Inside Gaming: Kentucky judge levels 'egregious' penalty against PokerStars
30 Dec 2015
By Howard Stutz
By Howard Stutz
In essence, Franklin Circuit Judge Thomas Wingate is forcing owners of an online gaming company to pay penalties of $870 million, which could help bail out the financially troubled commonwealth.
Heck, you could buy all of Kentucky for that amount.
Maybe the judge had few mint juleps at the court's holiday party.
Wingate, ruling on a case that had been languishing since 2010 and relying on a centuries-old law that allows individuals with gambling losses to sue their opponents, said Amaya Inc. owed Kentucky the excessive amount. Why? Because online gaming giant PokerStars.com allowed Kentucky residents to gamble on the website for five years after the 2006 Unlawful Internet Gambling Enforcement Act took effect.
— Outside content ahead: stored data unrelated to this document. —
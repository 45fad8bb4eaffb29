//! Loading indicator driven by the session's send phase.

use std::time::Duration;

use indicatif::{ProgressBar, ProgressStyle};
use tokio::sync::watch;
use tokio::task::JoinHandle;

use tutor_core::chat::session::SendPhase;

/// Spinner text for a phase. `None` while idle.
pub fn phase_message(phase: SendPhase) -> Option<&'static str> {
    match phase {
        SendPhase::Idle => None,
        SendPhase::Thinking => Some("thinking..."),
        SendPhase::UsingFallback => Some("retrying on fallback model..."),
    }
}

/// A spinner that follows [`SendPhase`] changes until finished.
pub struct PhaseSpinner {
    bar: ProgressBar,
    watcher: JoinHandle<()>,
}

impl PhaseSpinner {
    /// Start following `phases`. A hidden spinner still consumes updates.
    pub fn start(mut phases: watch::Receiver<SendPhase>, visible: bool) -> Self {
        let bar = if visible {
            ProgressBar::new_spinner()
        } else {
            ProgressBar::hidden()
        };
        if let Ok(style) = ProgressStyle::default_spinner().template("  {spinner:.cyan} {msg}") {
            bar.set_style(style);
        }
        bar.set_message(phase_message(SendPhase::Thinking).unwrap_or_default());
        bar.enable_steady_tick(Duration::from_millis(80));

        let follower = bar.clone();
        let watcher = tokio::spawn(async move {
            while phases.changed().await.is_ok() {
                let phase = *phases.borrow_and_update();
                match phase_message(phase) {
                    Some(msg) => follower.set_message(msg),
                    None => follower.finish_and_clear(),
                }
            }
        });

        Self { bar, watcher }
    }

    /// The message currently shown.
    pub fn message(&self) -> String {
        self.bar.message()
    }

    pub fn finish(self) {
        self.watcher.abort();
        self.bar.finish_and_clear();
    }
}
The figure is much more than the $731 million PokerStars forfeited in a settlement with federal prosecutors in 2012 to end a 16-month legal battle. Meanwhile, Canada-based Amaya didn't even own PokerStars during the years covered in the Kentucky case. The company spent $4.9 billion in 2014 to buy PokerStars' Isle of Man-based corporate parent.
In his ruling, Wingate said PokerStars' former ownership decided "that breaking the law was good for business." He calculated that 34,000 Kentucky residents lost $290 million wagering through PokerStars from 2006 to 2011. He tripled the damages and ordered the state to collect 12% interest until the amount was paid in full.
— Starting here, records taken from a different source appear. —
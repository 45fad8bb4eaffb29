//! Shared domain types for the tutor.
//!
//! Conversation turns, the topic catalog, image attachments, LLM request
//! shapes, configuration, and the error enums shared across crates.
//!
//! Zero infrastructure dependencies -- only serde, base64, thiserror.

pub mod chat;
pub mod config;
pub mod error;
pub mod image;
pub mod llm;
pub mod topic;
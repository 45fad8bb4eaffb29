//! Database pool with split reader/writer connections in WAL mode.
//!
//! SQLite allows only one writer at a time. This module provides a `DatabasePool`
//! with a multi-connection reader pool for concurrent reads and a single-connection
//! writer pool for serialized writes. Both use WAL journal mode.

use std::path::Path;
use std::str::FromStr;

use sqlx::sqlite::{SqliteConnectOptions, SqliteJournalMode, SqlitePool, SqlitePoolOptions};

/// Split read/write pool for SQLite with WAL mode.
///
/// - `reader`: Multi-connection pool (up to 4) for SELECT queries.
/// - `writer`: Single-connection pool for serialized INSERT/UPDATE/DELETE.
#[derive(Debug, Clone)]
pub struct DatabasePool {
    pub reader: SqlitePool,
    pub writer: SqlitePool,
}

impl DatabasePool {
    /// Create a new DatabasePool with split reader/writer connections.
    ///
    /// Runs migrations automatically on the writer pool.
    pub async fn new(database_url: &str) -> Result<Self, sqlx::Error> {
        let base_opts = SqliteConnectOptions::from_str(database_url)?
            .journal_mode(SqliteJournalMode::Wal)
            .busy_timeout(std::time::Duration::from_secs(5))
            .create_if_missing(true);

        let read_opts = base_opts.clone().read_only(true);
        let write_opts = base_opts;

        let writer = SqlitePoolOptions::new()
            .max_connections(1)
            .connect_with(write_opts)
            .await?;

        // Run migrations on writer before opening reader pool
        sqlx::migrate!("../../migrations").run(&writer).await?;

        let reader = SqlitePoolOptions::new()
            .max_connections(4)
            .connect_with(read_opts)
            .await?;

        Ok(Self { reader, writer })
    }
}

/// Database URL for `{data_dir}/tutor.db`.
pub fn database_url(data_dir: &Path) -> String {
    format!("sqlite://{}", data_dir.join("tutor.db").display())
}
Needless to say, Amaya plans to appeal.
"This is a frivolous and egregious misuse of an antiquated state statute to enrich the contingent-fee plaintiff's attorneys hired by the commonwealth and not the people of Kentucky," Amaya General Counsel Marlon Goldstein said in a written statement.
On Monday, the Lexington Herald-Leader detailed the state's budget shortfalls heading into the 2016 legislative session.
"It's a pretty deep ditch that we find ourselves in," Kentucky Chamber President Dave Adkisson said. "And it's gonna take probably 20 to 30 years to climb out of it."
Instead, Wingate used PokerStars to cover the debt.
The ruling comes at an inopportune time for PokerStars, which is hopes to launch online gaming operations in New Jersey early in 2016. The business, which shut off its American arm following the April 2011 Black Friday crackdown on illegal online gaming, has been trying to get back into the U.S. — legally — since signing a deal with Resorts Atlantic City in 2013.
In September, the New Jersey Gaming Enforcement Division gave PokerStars the go-ahead to offer the state's residents online poker and casino games.
Much of the credit goes to Amaya CEO David Baazov and the Montreal-based gaming technology company. Amaya replaced PokerStars' former owners with a business publicly traded in Canada and the U.S. with access to credit markets for financing growth. Amaya says its online gaming products have 97 million users worldwide.
When it was operating despite UIGEA, PokerStars was easily America's favorite online gambling platform. Combined with Full Tilt Poker, which is also owned by Amaya, the businesses controlled more than 54% of the Internet gaming market.
Launching in New Jersey offers PokerStars a vehicle to prove it can operate in a regulated gaming environment. It would also send a message to other states, such as California, which may legalize online poker, and Nevada, which sidelined PokerStars through a "bad actor clause" related to the UIGEA transgressions.
The Kentucky ruling was ludicrous. The judge didn't understand the basics of Internet poker.
The commonwealth's residents didn't lose money to PokerStars. They lost to other online players. At the most, PokerStars generated $18 million in gaming revenue from Kentucky through fees for operating the game over five years.
"A damages award in excess of $800 million is notable only for its absurdity," Goldstein said.
Amaya noted that no other U.S. state has sued relying the same law. The company also said the former owners of PokerStars would be on the hook for anything the company might have to pay.
Kentucky has long been considered a possible target for casino expansion. The state's former governor, a Democrat, was blocked by a Republican-controlled legislature in past efforts to legalize gaming as a way to generate tax dollars for shortfalls in public pension programs. Kentucky's current Republican governor is anti-gambling.
It looks like Wingate came up with his own a way to use gambling money for a budget fix.